Three art galleries featuring more than 50 artists from 17 countries (Jenny
Holzer, Damian Hurst included), and an exit where you can buy a souvenir
photo – you with Cinderella/Diana dead in a gruesome horse-drawn Disney
carriage accident. Now who wouldn’t want that?

From Banksy himself: “The fairytale is over, the world is sleepwalking towards
climate catastrophe, maybe all that escapism will have to wait... I guess you’d
say it’s a theme park whose big theme is – theme parks should have bigger
themes.” Ha. Hurry; you have only five weeks.


A packet of Mars bars pays off. Its value increased from 75p to more than
£14,000. How you ask? Possibly you’ve already read about the miracle. OK. Not
quite a miracle, but clearly a good deed worthy of quasi-sainthood.

Two months ago, after Tory benefits sanctions left Louisa Sewell with no money
for food, as they do, she shoplifted a pack of four Mars bars, the cheapest food
in the shop. There’s the 75p for the packet. She hadn’t eaten in days. OK.
Here's where you might question her choice. Surely there must have been
another option. But then, she was possibly at sixes and seven, delirious, weak
and delirious with hunger...let’s assume so. The Kidderminster Heron Foods
convenience store’s CCTV camera caught her pinching the chocolate bars.

Louisa was fined £328.75 by the magistrates’ court and fined over 438 times the
value of her theft. Here’s how: £73 for the theft, £150 in court charges, £85 for
prosecution costs, a £20 victim surcharge. The magistrate said it was
unacceptable for her to steal “just for being hungry”. Better to simply die from
starvation. New Tory regulations require convicted adult offenders to pay
towards the cost of running the criminal justice system...naturally.

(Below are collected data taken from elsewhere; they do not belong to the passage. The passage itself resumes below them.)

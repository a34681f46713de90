//! Lock-stripe partitioning of the address-keyed record namespaces
//!
//! The FEB and address-lock engines each key records by a user address. One
//! global table would serialize every operation, so the namespace is split
//! into 32 independent stripes, each an ordered map behind its own
//! reader/writer lock. The stripe of an address is a pure function of the
//! address, so every operation on the same address lands on the same stripe.

use std::collections::BTreeMap;
use std::ptr::NonNull;

use spin::RwLock;

/// Number of independent stripes. Must be a power of two.
pub(crate) const LOCKING_STRIPES: usize = 32;

/// Stripe bucket for an address: fold out the low alignment bits, then take
/// the stripe index from the next bits up.
#[inline]
pub(crate) fn stripe_of(addr: usize) -> usize {
    (addr >> 4) & (LOCKING_STRIPES - 1)
}

/// One stripe: an ordered address -> record map.
pub(crate) type Stripe<T> = RwLock<BTreeMap<usize, NonNull<T>>>;

/// The full striped namespace for one record type.
pub(crate) struct StripeSet<T> {
    stripes: [Stripe<T>; LOCKING_STRIPES],
}

// SAFETY: the maps only store raw record pointers; map access is mediated by
// the per-stripe RwLock and record access by each record's own mutex, per
// the stripe -> record -> queue lock order.
unsafe impl<T: Send> Send for StripeSet<T> {}
// SAFETY: as above.
unsafe impl<T: Send> Sync for StripeSet<T> {}

impl<T> StripeSet<T> {
    pub(crate) fn new() -> Self {
        Self {
            stripes: core::array::from_fn(|_| RwLock::new(BTreeMap::new())),
        }
    }

    /// The stripe owning `addr`. Stable across all operations on the address.
    #[inline]
    pub(crate) fn stripe(&self, addr: usize) -> &Stripe<T> {
        &self.stripes[stripe_of(addr)]
    }

    /// Pull every record out of every stripe (teardown only).
    pub(crate) fn drain(&self) -> Vec<NonNull<T>> {
        let mut out = Vec::new();
        for stripe in &self.stripes {
            let mut map = stripe.write();
            while let Some((_, record)) = map.pop_first() {
                out.push(record);
            }
        }
        out
    }
}

#[cfg(test)]
mod tests {
    use super::*;

    #[test]
    fn stripe_choice_is_stable_and_alignment_blind() {
        let addr = 0xdead_b000usize;
        assert_eq!(stripe_of(addr), stripe_of(addr));
        // all words inside one 16-byte granule share a stripe
        assert_eq!(stripe_of(addr), stripe_of(addr + 8));
        // consecutive granules spread across stripes
        assert_ne!(stripe_of(addr), stripe_of(addr + 16));
        assert!(stripe_of(addr) < LOCKING_STRIPES);
    }

    #[test]
    fn drain_empties_every_stripe() {
        let set: StripeSet<u64> = StripeSet::new();
        let a = Box::into_raw(Box::new(1u64));
        let b = Box::into_raw(Box::new(2u64));
        set.stripe(0x100).write().insert(0x100, NonNull::new(a).unwrap());
        set.stripe(0x200).write().insert(0x200, NonNull::new(b).unwrap());
        let drained = set.drain();
        assert_eq!(drained.len(), 2);
        for r in drained {
            // SAFETY: records came from Box::into_raw above.
            drop(unsafe { Box::from_raw(r.as_ptr()) });
        }
    }
}
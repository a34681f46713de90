//! Blocking-syscall hand-off
//!
//! The runtime side of the syscall-wrapper contract. A wrapped syscall
//! invoked from a task fills in an [`IoJob`], submits it, and suspends; an
//! external I/O worker pool pulls jobs off the queue, performs the real
//! syscall, and completes the job, which re-queues the task on its shepherd.
//! The wrappers themselves (and the worker pool) are external collaborators;
//! this module only carries the rendezvous.

use std::ptr::NonNull;
use std::sync::{Condvar, Mutex};

use crate::error::{Result, WeftError};
use crate::runtime::runtime;
use crate::shepherd::{self, wake_task};
use crate::task::{BlockedOn, Task, TaskState};

/// One pending blocking syscall.
pub struct IoJob {
    /// Operation selector, meaningful only to the external wrapper layer
    pub op: usize,
    /// Raw argument words
    pub args: [usize; 6],
    /// Result of the real syscall, valid once the job completes
    pub ret: isize,
    pub(crate) task: Option<NonNull<Task>>,
    pub(crate) next: Option<NonNull<IoJob>>,
}

// SAFETY: a job is owned by its submitting task until published, then by the
// job queue, then by the worker that dequeued it.
unsafe impl Send for IoJob {}

impl IoJob {
    pub fn new(op: usize, args: [usize; 6]) -> Self {
        Self {
            op,
            args,
            ret: 0,
            task: None,
            next: None,
        }
    }
}

struct JobList {
    head: Option<NonNull<IoJob>>,
    tail: Option<NonNull<IoJob>>,
}

/// FIFO of pending jobs, blocking on the consumer side.
pub(crate) struct IoQueue {
    inner: Mutex<JobList>,
    notempty: Condvar,
}

// SAFETY: all link manipulation happens under the internal mutex.
unsafe impl Send for IoQueue {}
// SAFETY: as above.
unsafe impl Sync for IoQueue {}

impl IoQueue {
    pub(crate) fn new() -> Self {
        Self {
            inner: Mutex::new(JobList {
                head: None,
                tail: None,
            }),
            notempty: Condvar::new(),
        }
    }

    pub(crate) fn enqueue(&self, job: NonNull<IoJob>) {
        let mut list = self.inner.lock().unwrap();
        // SAFETY: ownership of the job transfers to the queue here.
        unsafe {
            (*job.as_ptr()).next = None;
        }
        match list.tail {
            None => {
                list.head = Some(job);
                list.tail = Some(job);
            }
            Some(tail) => {
                // SAFETY: the tail job is owned by this queue.
                unsafe {
                    (*tail.as_ptr()).next = Some(job);
                }
                list.tail = Some(job);
            }
        }
        // unlike a ready queue, this queue may have several consumers, so
        // every enqueue signals
        self.notempty.notify_one();
    }

    pub(crate) fn try_dequeue(&self) -> Option<NonNull<IoJob>> {
        let mut list = self.inner.lock().unwrap();
        Self::pop(&mut list)
    }

    pub(crate) fn dequeue(&self) -> NonNull<IoJob> {
        let mut list = self.inner.lock().unwrap();
        loop {
            if let Some(job) = Self::pop(&mut list) {
                return job;
            }
            list = self.notempty.wait(list).unwrap();
        }
    }

    fn pop(list: &mut JobList) -> Option<NonNull<IoJob>> {
        let job = list.head?;
        // SAFETY: the head job is owned by this queue.
        unsafe {
            list.head = (*job.as_ptr()).next;
            (*job.as_ptr()).next = None;
        }
        if list.head.is_none() {
            list.tail = None;
        }
        Some(job)
    }
}

/// Submit a blocking syscall job and suspend the calling task until an I/O
/// worker completes it. Returns the syscall result.
///
/// Callers that are not tasks get [`WeftError::BadArgs`]; the wrapper layer
/// is expected to forward straight to the raw syscall in that case.
///
/// # Safety
///
/// `job` must stay alive and unmoved until this function returns (it is
/// linked into the job queue by address).
pub unsafe fn submit(job: &mut IoJob) -> Result<isize> {
    runtime().ok_or(WeftError::BadArgs)?;
    let Some(t) = shepherd::current_task_ptr() else {
        return Err(WeftError::BadArgs);
    };
    // SAFETY: we *are* this task.
    let task = unsafe { &mut *t.as_ptr() };
    job.task = Some(t);
    task.state = TaskState::Syscall;
    task.blocked_on = BlockedOn::Job(NonNull::from(&mut *job));
    // The shepherd publishes the job once our context is saved; an I/O
    // worker may complete it (and re-queue us) the instant it is visible.
    // SAFETY: task context; resumes when the job has completed.
    unsafe { shepherd::back_to_master(task) };
    Ok(job.ret)
}

/// Dequeue the next pending job, if any. For the external I/O worker pool.
pub fn take_job() -> Option<NonNull<IoJob>> {
    runtime().and_then(|rt| rt.io.try_dequeue())
}

/// Block until a job is pending and dequeue it. For the external I/O worker
/// pool; workers must stop calling this before the runtime is finalized.
pub fn wait_job() -> Option<NonNull<IoJob>> {
    runtime().map(|rt| rt.io.dequeue())
}

/// Mark a job complete with the real syscall's result and re-queue the
/// submitting task on its shepherd. For the external I/O worker pool.
///
/// # Safety
///
/// `job` must have been obtained from [`take_job`] and not yet completed.
pub unsafe fn complete(job: NonNull<IoJob>, ret: isize) -> Result<()> {
    let rt = runtime().ok_or(WeftError::BadArgs)?;
    // SAFETY: the worker owns a dequeued job.
    let j = unsafe { &mut *job.as_ptr() };
    j.ret = ret;
    if let Some(t) = j.task.take() {
        // SAFETY: the submitting task is parked until this wake; after it
        // resumes, `job` belongs to it again.
        unsafe { wake_task(rt, t) };
    }
    Ok(())
}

One in six of all jobseekers have had their payments temporarily stopped. The
Department for Work and Pensions says that one in five benefit-related deaths
have involved sanctions. Ah, another Tory success.

Reverend Stuart Campbell, who lives over 90 miles away in Bath, spotted
Louisa's plight online, and he decided to begin a crowdfunding campaign to
raise money to pay her fine. His aim was to raise £500 – a bit extra for more
Mars bars, but in four days, he had raised nearly £14,000.

“For someone to have decided to go ahead with the prosecution is grotesque...

We can’t fix every injustice in the hideous, heartless society the UK has
become… We can do something, even if it’s only a gesture...I can’t begin to
explain what any of those people are thinking.” I think we can – and it isn’t pretty.